Experimentation is common across the sciences, and Software Engineering (SE) in particular. SE experiments allow assessing the performance of new treatments (e.g. technologies, processes, or tools), and verifying whether hypotheses on the performance of such treatments hold (e.g., does Java outperform C++ in terms of quality?). Unfortunately, isolated SE experiments suffer from two notorious threats to validity: (1) a small number of subjects typically participate in SE experiments (i.e., SE experiments' small sample sizes), what makes results unreliable; (2) the lack of generalizability of the results to different contexts rather than those of the experimental settings. With the aim of overcoming such weaknesses, SE researchers from different groups and institutions are collaborating towards the construction of groups of experiments by means of replication (i.e., conducting families of experiments). Disparate aggregation techniques are being applied to aggregate experiments' results within families.

Applying unsuitable aggregation techniques may undermine families' potential to obtain in-depth insights from experiments' results. With the aim of aiding SE researchers to apply up-to-date aggregation techniques, we have conducted this dissertation. In particular, we first conducted a systematic mapping study to identify the aggregation techniques that had been used to analyze SE families. Meanwhile we conducted a literature review in mature experimental disciplines such as medicine and pharmacology to learn about the advantages and disadvantages of each aggregation technique. Then, we acknowledged some differences between SE families and their closer representatives in medicine: multicenter clinical trials. In view of these differences, we tailored an analysis procedure with a set of embedded guidelines to overcome the most common limitations of SE families in terms of joint data analysis. We applied the proposed procedure to analyze a stereotypical SE family of experiments.

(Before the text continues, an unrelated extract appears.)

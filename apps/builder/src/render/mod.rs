// View rendering: escaping helpers and the full-document preview builder.

pub mod escape;
pub mod preview;

pub use preview::render_preview;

Finally, we analyzed a family of experiments on Test-Driven Development with the aggregation techniques commonly recommended in mature experimental disciplines. Families of experiments grant access to the raw data, and to the characteristics of the experimental settings and the participants. SE families are usually comprised by a low number of experiments with small and dissimilar sample sizes and heterogeneous results. Narrative synthesis, Aggregated Data (AD), Individual Participant Data (IPD) mega-trial or stratified, and Aggregation of $p$-values have been used in SE to analyze families. AD and IPD stratified, when used in tandem, seem suitable to analyze SE families. In sum, applying unsuitable aggregation techniques to analyze SE families may translate into wasted resources and unwarranted conclusions. The aggregation techniques used to analyze families should be justified in research articles to increase the reliability of the findings. The use of guidelines may ease such endeavour.